Зима всегда мне напоминает о бабушке. Именно зимой она при мне чуть не попала под колёса автобуса. Упала, большая, в зимней одежде, неповоротливая, и не могла подняться. Поскользнулась. Я орал и тянул её за руку, и конечно, ничего поделать не мог, мне было лет восемь. Водитель увидел в зеркало, не тронулся, всё обошлось.
Зимой она водила меня на плавание. Зимой мы ездили в город, в центр, и я впервые увидел, как один человек даёт другому денежку просто так. Нищенке, которой, я был до этого уверен, у нас в СССР не может быть, мы же не Америка какая-нибудь? Скупейшая, бережливая бабушка Сима сэкономленные пенсионные копейки отдавала нищим. Но хорошее яблоко – только мне!
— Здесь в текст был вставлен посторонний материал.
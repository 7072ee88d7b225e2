use opentelemetry::{global, KeyValue};
use opentelemetry_otlp::WithExportConfig;
use opentelemetry_sdk::{
    trace::{self, RandomIdGenerator, Sampler},
    Resource,
};
use std::time::Duration;
use thiserror::Error;
use tracing::{info, warn};
use tracing_opentelemetry::OpenTelemetryLayer;
use tracing_subscriber::{
    fmt::format::FmtSpan, layer::SubscriberExt, util::SubscriberInitExt, EnvFilter, Layer,
};

const DEFAULT_OTLP_ENDPOINT: &str = "http://localhost:4317";
const SHUTDOWN_TIMEOUT: Duration = Duration::from_secs(5);

#[derive(Debug, Error)]
pub enum ObservabilityError {
    #[error("Failed to initialize OpenTelemetry: {0}")]
    OpenTelemetryInit(#[from] opentelemetry::trace::TraceError),
    #[error("Failed to initialize tracing subscriber: {0}")]
    TracingInit(String),
}

/// Install the OTLP tracer and the global subscriber.
///
/// `RUST_LOG` overrides the default filter built from `log_level`.
pub fn init_observability(
    service_name: &str,
    service_version: &str,
    otlp_endpoint: &str,
    log_level: &str,
    enable_json_logging: bool,
) -> Result<(), ObservabilityError> {
    let tracer = init_opentelemetry_tracer(service_name, service_version, otlp_endpoint)?;
    let opentelemetry_layer = OpenTelemetryLayer::new(tracer);

    let env_filter = EnvFilter::try_from_default_env()
        .unwrap_or_else(|_| default_env_filter(service_name, log_level).into());

    let result = if enable_json_logging {
        // Span context stays in X-Ray; log lines carry trace_id explicitly
        let fmt_layer = tracing_subscriber::fmt::layer()
            .json()
            .with_current_span(false)
            .with_span_list(false)
            .with_target(false)
            .with_level(true)
            .with_file(false)
            .with_line_number(false)
            .with_span_events(FmtSpan::NONE)
            .with_filter(tracing_subscriber::filter::LevelFilter::INFO);

        tracing_subscriber::registry()
            .with(env_filter)
            .with(opentelemetry_layer)
            .with(fmt_layer)
            .try_init()
    } else {
        let fmt_layer = tracing_subscriber::fmt::layer()
            .with_target(false)
            .with_thread_ids(false)
            .with_file(false)
            .with_line_number(false)
            .with_span_events(FmtSpan::NONE)
            .with_filter(tracing_subscriber::filter::LevelFilter::INFO);

        tracing_subscriber::registry()
            .with(env_filter)
            .with(opentelemetry_layer)
            .with(fmt_layer)
            .try_init()
    };

    result.map_err(|e| ObservabilityError::TracingInit(e.to_string()))?;

    info!(
        "Observability initialized for {} v{}",
        service_name, service_version
    );
    Ok(())
}

/// Filter directives used when `RUST_LOG` is unset
pub(crate) fn default_env_filter(service_name: &str, log_level: &str) -> String {
    format!(
        "{crate_name}={level},tower_http={level},aws_sdk_dynamodb=warn,aws_config=warn,aws_smithy_runtime=warn",
        crate_name = service_name.replace('-', "_"),
        level = log_level,
    )
}

pub(crate) fn resource_attributes(service_name: &str, service_version: &str) -> Vec<KeyValue> {
    vec![
        KeyValue::new("service.name", service_name.to_string()),
        KeyValue::new("service.version", service_version.to_string()),
        KeyValue::new("service.namespace", "lunchvote"),
        KeyValue::new("cloud.provider", "aws"),
        KeyValue::new("telemetry.sdk.name", "opentelemetry"),
        KeyValue::new("telemetry.sdk.language", "rust"),
    ]
}

/// Extract the current trace ID from the active span context
pub fn get_current_trace_id() -> Option<String> {
    use opentelemetry::trace::TraceContextExt;
    use tracing_opentelemetry::OpenTelemetrySpanExt;

    let current_span = tracing::Span::current();
    let context = current_span.context();
    let span = context.span();
    let span_context = span.span_context();

    if span_context.is_valid() {
        Some(span_context.trace_id().to_string())
    } else {
        None
    }
}

/// Log at info level with the current trace id attached
#[macro_export]
macro_rules! info_with_trace {
    ($($arg:tt)*) => {
        if let Some(trace_id) = $crate::observability::tracing::get_current_trace_id() {
            tracing::info!(trace_id = %trace_id, $($arg)*);
        } else {
            tracing::info!($($arg)*);
        }
    };
}

/// Log at error level with the current trace id attached
#[macro_export]
macro_rules! error_with_trace {
    ($($arg:tt)*) => {
        if let Some(trace_id) = $crate::observability::tracing::get_current_trace_id() {
            tracing::error!(trace_id = %trace_id, $($arg)*);
        } else {
            tracing::error!($($arg)*);
        }
    };
}

/// Log at warn level with the current trace id attached
#[macro_export]
macro_rules! warn_with_trace {
    ($($arg:tt)*) => {
        if let Some(trace_id) = $crate::observability::tracing::get_current_trace_id() {
            tracing::warn!(trace_id = %trace_id, $($arg)*);
        } else {
            tracing::warn!($($arg)*);
        }
    };
}

fn init_opentelemetry_tracer(
    service_name: &str,
    service_version: &str,
    otlp_endpoint: &str,
) -> Result<opentelemetry_sdk::trace::Tracer, ObservabilityError> {
    let endpoint = if otlp_endpoint.is_empty() {
        DEFAULT_OTLP_ENDPOINT
    } else {
        otlp_endpoint
    };
    info!("Exporting traces to OTLP endpoint {}", endpoint);

    let exporter = opentelemetry_otlp::new_exporter()
        .tonic()
        .with_endpoint(endpoint);

    let tracer = opentelemetry_otlp::new_pipeline()
        .tracing()
        .with_exporter(exporter)
        .with_trace_config(
            trace::config()
                .with_sampler(Sampler::AlwaysOn)
                .with_id_generator(RandomIdGenerator::default())
                .with_max_events_per_span(64)
                .with_max_attributes_per_span(32)
                .with_resource(Resource::new(resource_attributes(
                    service_name,
                    service_version,
                ))),
        )
        .with_batch_config(
            trace::BatchConfig::default()
                .with_max_queue_size(2048)
                .with_max_export_batch_size(512)
                .with_scheduled_delay(Duration::from_millis(500)),
        )
        .install_batch(opentelemetry_sdk::runtime::Tokio)?;

    Ok(tracer)
}

/// Flush pending spans, giving up after a bounded wait
pub async fn shutdown_observability() {
    info!("Shutting down observability");

    // shutdown_tracer_provider blocks until the batch exporter drains
    let shutdown_task = tokio::task::spawn_blocking(global::shutdown_tracer_provider);

    match tokio::time::timeout(SHUTDOWN_TIMEOUT, shutdown_task).await {
        Ok(Ok(())) => info!("Observability shutdown completed"),
        Ok(Err(e)) => warn!("Error during observability shutdown: {}", e),
        Err(_) => warn!(
            "Observability shutdown timed out after {:?}",
            SHUTDOWN_TIMEOUT
        ),
    }
}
Переехали в новый дом мы тоже зимой. Двенадцатиэтажка у самой дороги. Лично я был без ума от того, что прямо под окнами ходили танки – все советские парады армейская техника репетировала метрах в двадцати от нашего балкона. Я глядел на них из лоджии как из ложи, но чаще выбегал к самой обочине – танкисты баловались, газуя, и поднимали машины чуть ли не на «дыбы», как такое пропустить! Бабушку же интересовали просто машины. Некоторые дни она целиком проводила у окна, считая проезжающие автомобили. Думаю, способность часами залипать в Candy Сrush у меня от неё.
Крестьянка, сибирячка, полжизни прожившая в деревне, четверть в чужом ей месте. Она неверно судила, неверно поступала, мучилась от этого и почти всегда, я думаю, чувствовала себя в одиночестве. Мы мало её слушали и мало во что ставили, считая себя умнее. И взрослые, и дети. Сейчас от этого больно нам, тогда было больно ей.
Когда она навсегда уехала обратно в Красноярск, мне досталась её комната. Первое наследство, можно сказать. Иконы переехали на шкаф, уступив место Цою и Роджеру Смиту. Кровать, на которой она, вечно засыпая на полуслове, рассказывала мне с сестрой одну и ту же сказку (новых она прочитать не могла, а из тех, что помнила наизусть, была только эта – про Петушка, Барина и Алмазное стёклышко), тоже досталась мне. И огромный трёхдверный шкаф с облупившимся шпоном, без её вещей пустой и просторный, как трюм брошенного корабля. Ещё маленькая расшитая вручную подушка и бабушкина большая черно-белая фотография. Всё.
И ещё, когда она уехала, всем стало легче. Сейчас за эту легкость стыдно, как ни за что другое. Но поделать ничего нельзя. Но лучше пусть будет стыдно, чем забыть. Хорошо, что зима приходит, как бы долго её перед этим не было.